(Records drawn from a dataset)
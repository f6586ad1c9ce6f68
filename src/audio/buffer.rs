//! # Bounded Audio Byte Buffer
//!
//! A fixed-capacity FIFO of raw audio chunks sitting between the network (which delivers bytes
//! whenever it likes) and the frame processor (which wants exactly one frame's worth at a time).
//!
//! ## Key Features:
//! - **Bounded memory**: `total_bytes` never exceeds `capacity`
//! - **Oldest-drop eviction**: on overflow the oldest chunks go first, so the freshest speech survives
//! - **Exact takes**: `take(n)` returns exactly `n` bytes or nothing, splitting the front chunk if needed
//! - **Thread safety**: one mutex guards chunks and counter together, so the invariant is atomic

use std::collections::VecDeque;
use std::sync::atomic::{AtomicBool, Ordering};
use std::sync::{Mutex, MutexGuard};
use tracing::warn;

/// Chunks plus their running byte total. Kept in one struct so a single lock covers both.
#[derive(Debug, Default)]
struct Chunks {
    queue: VecDeque<Vec<u8>>,
    total_bytes: usize,
}

/// Fixed-capacity FIFO store of audio bytes.
///
/// ## Thread Safety:
/// Producers (`add`) and consumers (`take`) may run on different tasks. Every mutation happens
/// inside one `Mutex` critical section that only copies or moves memory; nothing awaits while the
/// lock is held.
#[derive(Debug)]
pub struct BoundedByteBuffer {
    chunks: Mutex<Chunks>,
    capacity: usize,
    stopped: AtomicBool,
}

impl BoundedByteBuffer {
    /// Create an empty buffer that holds at most `capacity` bytes.
    pub fn new(capacity: usize) -> Self {
        Self {
            chunks: Mutex::new(Chunks::default()),
            capacity,
            stopped: AtomicBool::new(false),
        }
    }

    fn lock(&self) -> MutexGuard<'_, Chunks> {
        // A panic while holding the lock cannot leave the chunks half-updated in a way that
        // breaks the counter, so a poisoned lock is still usable.
        self.chunks.lock().unwrap_or_else(|poisoned| poisoned.into_inner())
    }

    /// Append a chunk, evicting the oldest chunks until it fits.
    ///
    /// ## Returns:
    /// - `false` only if the buffer has been stopped
    /// - `true` otherwise (overflow is handled by eviction, never by rejection)
    ///
    /// A chunk larger than the whole capacity keeps only its newest `capacity` bytes.
    pub fn add(&self, mut chunk: Vec<u8>) -> bool {
        if self.stopped.load(Ordering::SeqCst) {
            return false;
        }
        if chunk.is_empty() {
            return true;
        }

        if chunk.len() > self.capacity {
            let excess = chunk.len() - self.capacity;
            chunk.drain(..excess);
        }

        let mut chunks = self.lock();
        if chunks.total_bytes + chunk.len() > self.capacity {
            let mut evicted = 0usize;
            while chunks.total_bytes + chunk.len() > self.capacity {
                match chunks.queue.pop_front() {
                    Some(old) => {
                        chunks.total_bytes -= old.len();
                        evicted += old.len();
                    }
                    None => break,
                }
            }
            warn!(evicted_bytes = evicted, capacity = self.capacity, "Audio buffer overflow, dropped oldest data");
        }

        chunks.total_bytes += chunk.len();
        chunks.queue.push_back(chunk);
        true
    }

    /// Remove and return exactly `n` bytes, or `None` if fewer than `n` are buffered.
    ///
    /// ## Partial chunks:
    /// If the last chunk needed is only partly consumed, its remainder goes back to the front
    /// of the queue so byte order is preserved for the next take.
    pub fn take(&self, n: usize) -> Option<Vec<u8>> {
        if n == 0 || self.stopped.load(Ordering::SeqCst) {
            return None;
        }

        let mut chunks = self.lock();
        if chunks.total_bytes < n {
            return None;
        }

        let mut result = Vec::with_capacity(n);
        while result.len() < n {
            let Some(mut chunk) = chunks.queue.pop_front() else {
                break;
            };
            let needed = n - result.len();
            if chunk.len() <= needed {
                chunks.total_bytes -= chunk.len();
                result.extend_from_slice(&chunk);
            } else {
                let remainder = chunk.split_off(needed);
                chunks.total_bytes -= chunk.len();
                result.extend_from_slice(&chunk);
                chunks.queue.push_front(remainder);
            }
        }

        Some(result)
    }

    /// Drop every buffered chunk.
    pub fn clear(&self) {
        let mut chunks = self.lock();
        chunks.queue.clear();
        chunks.total_bytes = 0;
    }

    /// Stop accepting data and release everything. Safe to call more than once.
    pub fn stop(&self) {
        self.stopped.store(true, Ordering::SeqCst);
        self.clear();
    }

    pub fn is_stopped(&self) -> bool {
        self.stopped.load(Ordering::SeqCst)
    }

    /// Total bytes currently buffered.
    pub fn len(&self) -> usize {
        self.lock().total_bytes
    }

    pub fn is_empty(&self) -> bool {
        self.len() == 0
    }

    pub fn capacity(&self) -> usize {
        self.capacity
    }
}

#[cfg(test)]
mod tests {
    use super::*;

    #[test]
    fn test_take_returns_exact_bytes_across_chunks() {
        let buffer = BoundedByteBuffer::new(64);
        assert!(buffer.add(vec![1, 2, 3]));
        assert!(buffer.add(vec![4, 5, 6, 7]));

        assert_eq!(buffer.take(5), Some(vec![1, 2, 3, 4, 5]));
        assert_eq!(buffer.len(), 2);
        assert_eq!(buffer.take(2), Some(vec![6, 7]));
        assert!(buffer.is_empty());
    }

    #[test]
    fn test_take_without_enough_data_returns_nothing() {
        let buffer = BoundedByteBuffer::new(64);
        buffer.add(vec![9; 3]);
        assert_eq!(buffer.take(4), None);
        // nothing was consumed by the failed take
        assert_eq!(buffer.len(), 3);
        assert_eq!(buffer.take(0), None);
    }

    #[test]
    fn test_overflow_evicts_oldest_chunks_first() {
        let buffer = BoundedByteBuffer::new(8);
        buffer.add(vec![1; 4]);
        buffer.add(vec![2; 4]);
        buffer.add(vec![3; 4]);

        assert_eq!(buffer.len(), 8);
        assert_eq!(buffer.take(8), Some(vec![2, 2, 2, 2, 3, 3, 3, 3]));
    }

    #[test]
    fn test_chunk_larger_than_capacity_keeps_newest_bytes() {
        let buffer = BoundedByteBuffer::new(4);
        buffer.add(vec![0, 0]);
        buffer.add(vec![1, 2, 3, 4, 5, 6]);
        assert_eq!(buffer.len(), 4);
        assert_eq!(buffer.take(4), Some(vec![3, 4, 5, 6]));
    }

    #[test]
    fn test_total_never_exceeds_capacity_and_order_is_preserved() {
        let capacity = 50;
        let buffer = BoundedByteBuffer::new(capacity);
        let mut expected: VecDeque<u8> = VecDeque::new();
        let mut next = 0u8;

        // deterministic mix of uneven adds and takes
        for step in 0..500usize {
            let size = (step * 7) % 13 + 1;
            let chunk: Vec<u8> = (0..size)
                .map(|_| {
                    next = next.wrapping_add(1);
                    next
                })
                .collect();
            expected.extend(chunk.iter().copied());
            buffer.add(chunk);
            while expected.len() > capacity {
                // whole chunks are evicted, so trim the model to what the buffer kept
                expected.pop_front();
            }
            assert!(buffer.len() <= capacity);

            if step % 3 == 0 {
                let want = (step % 11) + 1;
                if let Some(bytes) = buffer.take(want) {
                    // the model may hold more bytes than the buffer after chunk-granular eviction;
                    // align it on the buffer's view before comparing
                    while expected.len() > buffer.len() + want {
                        expected.pop_front();
                    }
                    let model: Vec<u8> = expected.drain(..want).collect();
                    assert_eq!(bytes, model);
                }
            }
        }
    }

    #[test]
    fn test_stop_is_idempotent_and_rejects_new_data() {
        let buffer = BoundedByteBuffer::new(16);
        buffer.add(vec![1; 8]);
        buffer.stop();
        buffer.stop();

        assert!(buffer.is_stopped());
        assert!(buffer.is_empty());
        assert!(!buffer.add(vec![1; 2]));
        assert_eq!(buffer.take(1), None);
    }

    #[test]
    fn test_clear_keeps_buffer_usable() {
        let buffer = BoundedByteBuffer::new(16);
        buffer.add(vec![1; 8]);
        buffer.clear();
        buffer.clear();
        assert!(buffer.is_empty());
        assert!(buffer.add(vec![2; 2]));
        assert_eq!(buffer.take(2), Some(vec![2, 2]));
    }
}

ASSIGNED TASK:
Copy out each line of the data that includes the string "VecDeque".

SOLUTION FOR THIS TASK:
use std::collections::VecDeque;
    queue: VecDeque<Vec<u8>>,
        let mut expected: VecDeque<u8> = VecDeque::new();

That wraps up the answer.